Most of the time, the character limits on social media are a boon to creativity, but occasionally a post spurs a longer thought. This is my response to this post on shortening the duration of course offerings.
Pedagogically, I'm a fan of a traditional semester which allows ample time for complex ideas to steep in the brain. There's room for making mistakes & recovery in a safe environment and invention along the pathways to learning. Even so, that doesn't mean we need to rigidly adhere to a formulaic structure for what can be construed as high quality teaching. Unfortunately - or fortunately - the debate as to what constitutes high quality teaching is old and unresolved even among professionals in the field.
Really, delivery mode (or duration) isn't altogether important, whereas understanding how to prove maximized ROI (outcomes of learning) in any format is the trick.

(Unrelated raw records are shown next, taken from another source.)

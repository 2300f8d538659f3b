//! Back-off n-gram language model read from the ARPA text format.

use std::collections::HashMap;
use std::f64::consts::LN_10;
use std::fs;
use std::path::Path;

use tracing::debug;

use super::{LanguageModel, ModelError};

pub const SENTENCE_START: &str = "<s>";
pub const SENTENCE_END: &str = "</s>";
pub const UNKNOWN: &str = "<unk>";

/// Highest n-gram order accepted from an ARPA header.
const MAX_ORDER: usize = 16;

#[derive(Debug, Clone, Copy)]
struct NgramEntry {
    log10_prob: f64,
    log10_backoff: f64,
}

/// Katz back-off model. N-grams of every order share one map keyed by the
/// space-joined tokens.
#[derive(Debug, Clone)]
pub struct NgramModel {
    order: usize,
    ngrams: HashMap<String, NgramEntry>,
    has_unknown: bool,
    unknown_log10_prob: f64,
}

impl NgramModel {
    /// Empty model of the given order; `unknown_log10_prob` scores words
    /// missing from the unigram table when the model has no `<unk>`.
    pub fn new(order: usize, unknown_log10_prob: f64) -> Self {
        Self {
            order: order.max(1),
            ngrams: HashMap::new(),
            has_unknown: false,
            unknown_log10_prob,
        }
    }

    pub fn insert(&mut self, tokens: &[&str], log10_prob: f64, log10_backoff: f64) {
        if tokens == [UNKNOWN] {
            self.has_unknown = true;
        }
        self.order = self.order.max(tokens.len());
        self.ngrams.insert(
            tokens.join(" "),
            NgramEntry {
                log10_prob,
                log10_backoff,
            },
        );
    }

    pub fn order(&self) -> usize {
        self.order
    }

    pub fn len(&self) -> usize {
        self.ngrams.len()
    }

    pub fn is_empty(&self) -> bool {
        self.ngrams.is_empty()
    }

    pub fn open(path: &Path, unknown_log10_prob: f64) -> Result<Self, ModelError> {
        let text = fs::read_to_string(path)?;
        Self::from_arpa(&text, unknown_log10_prob)
    }

    /// Parse an ARPA file: a `\data\` header with `ngram N=count` lines,
    /// then `\N-grams:` sections of `log10_prob w1 .. wN [log10_backoff]`,
    /// terminated by `\end\`.
    pub fn from_arpa(text: &str, unknown_log10_prob: f64) -> Result<Self, ModelError> {
        let mut model = Self::new(1, unknown_log10_prob);
        let mut declared: HashMap<usize, usize> = HashMap::new();
        let mut seen: HashMap<usize, usize> = HashMap::new();
        let mut in_data = false;
        let mut section: Option<usize> = None;
        let mut ended = false;

        for (idx, raw) in text.lines().enumerate() {
            let line_no = idx + 1;
            let line = raw.trim();
            if line.is_empty() {
                continue;
            }
            if line == "\\data\\" {
                in_data = true;
                continue;
            }
            if line == "\\end\\" {
                ended = true;
                break;
            }
            if let Some(n) = parse_section_header(line) {
                if !in_data {
                    return Err(parse_error(line_no, "n-gram section before \\data\\"));
                }
                if !declared.contains_key(&n) {
                    return Err(parse_error(
                        line_no,
                        &format!("section for undeclared order {n}"),
                    ));
                }
                section = Some(n);
                continue;
            }
            match section {
                None if in_data => {
                    let (n, count) = parse_count_line(line)
                        .ok_or_else(|| parse_error(line_no, &format!("bad header line '{line}'")))?;
                    if n == 0 || n > MAX_ORDER {
                        return Err(parse_error(line_no, &format!("unsupported n-gram order {n}")));
                    }
                    declared.insert(n, count);
                }
                // Text before \data\ is ignored.
                None => {}
                Some(n) => {
                    let fields: Vec<&str> = line.split_whitespace().collect();
                    if fields.len() != n + 1 && fields.len() != n + 2 {
                        return Err(parse_error(
                            line_no,
                            &format!("expected {} or {} fields, got {}", n + 1, n + 2, fields.len()),
                        ));
                    }
                    let log10_prob = parse_number(fields[0], line_no)?;
                    let log10_backoff = match fields.get(n + 1) {
                        Some(b) => parse_number(b, line_no)?,
                        None => 0.0,
                    };
                    model.insert(&fields[1..=n], log10_prob, log10_backoff);
                    *seen.entry(n).or_default() += 1;
                }
            }
        }

        if !ended {
            return Err(parse_error(text.lines().count(), "missing \\end\\"));
        }
        for (n, count) in &declared {
            let actual = seen.get(n).copied().unwrap_or(0);
            if actual != *count {
                return Err(parse_error(
                    0,
                    &format!("header declares {count} {n}-grams, found {actual}"),
                ));
            }
        }
        debug!(order = model.order, ngrams = model.ngrams.len(), "loaded ARPA model");
        Ok(model)
    }

    fn vocab_word<'a>(&self, word: &'a str) -> &'a str {
        if self.has_unknown && !self.ngrams.contains_key(word) {
            UNKNOWN
        } else {
            word
        }
    }

    /// log10 P(word | history) with back-off to shorter histories.
    fn log10_prob(&self, history: &[&str], word: &str) -> f64 {
        let mut key = history.join(" ");
        if !key.is_empty() {
            key.push(' ');
        }
        key.push_str(word);
        if let Some(e) = self.ngrams.get(&key) {
            return e.log10_prob;
        }
        if history.is_empty() {
            return self.unknown_log10_prob;
        }
        let backoff = self
            .ngrams
            .get(&history.join(" "))
            .map_or(0.0, |e| e.log10_backoff);
        backoff + self.log10_prob(&history[1..], word)
    }
}

impl LanguageModel for NgramModel {
    fn sentence_log_probability(&self, sentence: &[String]) -> f64 {
        let mut tokens: Vec<&str> = Vec::with_capacity(sentence.len() + 2);
        tokens.push(SENTENCE_START);
        tokens.extend(sentence.iter().map(|w| self.vocab_word(w)));
        tokens.push(SENTENCE_END);

        let mut log10 = 0.0;
        for i in 1..tokens.len() {
            let start = (i + 1).saturating_sub(self.order);
            log10 += self.log10_prob(&tokens[start..i], tokens[i]);
        }
        log10 * LN_10
    }
}

fn parse_section_header(line: &str) -> Option<usize> {
    line.strip_prefix('\\')?
        .strip_suffix("-grams:")?
        .parse()
        .ok()
}

fn parse_count_line(line: &str) -> Option<(usize, usize)> {
    let rest = line.strip_prefix("ngram")?.trim();
    let (n, count) = rest.split_once('=')?;
    Some((n.trim().parse().ok()?, count.trim().parse().ok()?))
}

fn parse_number(field: &str, line: usize) -> Result<f64, ModelError> {
    field
        .parse()
        .map_err(|e| parse_error(line, &format!("invalid number '{field}': {e}")))
}

fn parse_error(line: usize, reason: &str) -> ModelError {
    ModelError::Parse {
        line,
        reason: reason.to_string(),
    }
}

I'm not sure counting numbers on any given MOOC via digital anaylitics applied in the back end - or even measurement of numbers of people who pass any given quiz or test in swift fashion - is going to suffice as proof whatever delivery mode works.
The irksome portion of this conversations rests in the connection between teaching and learning. That is, teaching can be fantastically optimized and superior, above all reproach, but learning hinges completely on the learner doing the learning. Simply put, you could be the greatest teacher since Euclid drawing diagrams in the sand, but if a learner/student is disinclined to learn, your ROI can still be zero.
As one wise man once said - not sure whom - "Education in advance of need, is folly," which may ultimately be the downfall of modern prerequisites, unless of course, it is the learner who understands the need to master whatever subject to achieve her or his own aims. Perhaps we should reset the whole conversation in terms of the separation between "wants" and "needs" and roll from there.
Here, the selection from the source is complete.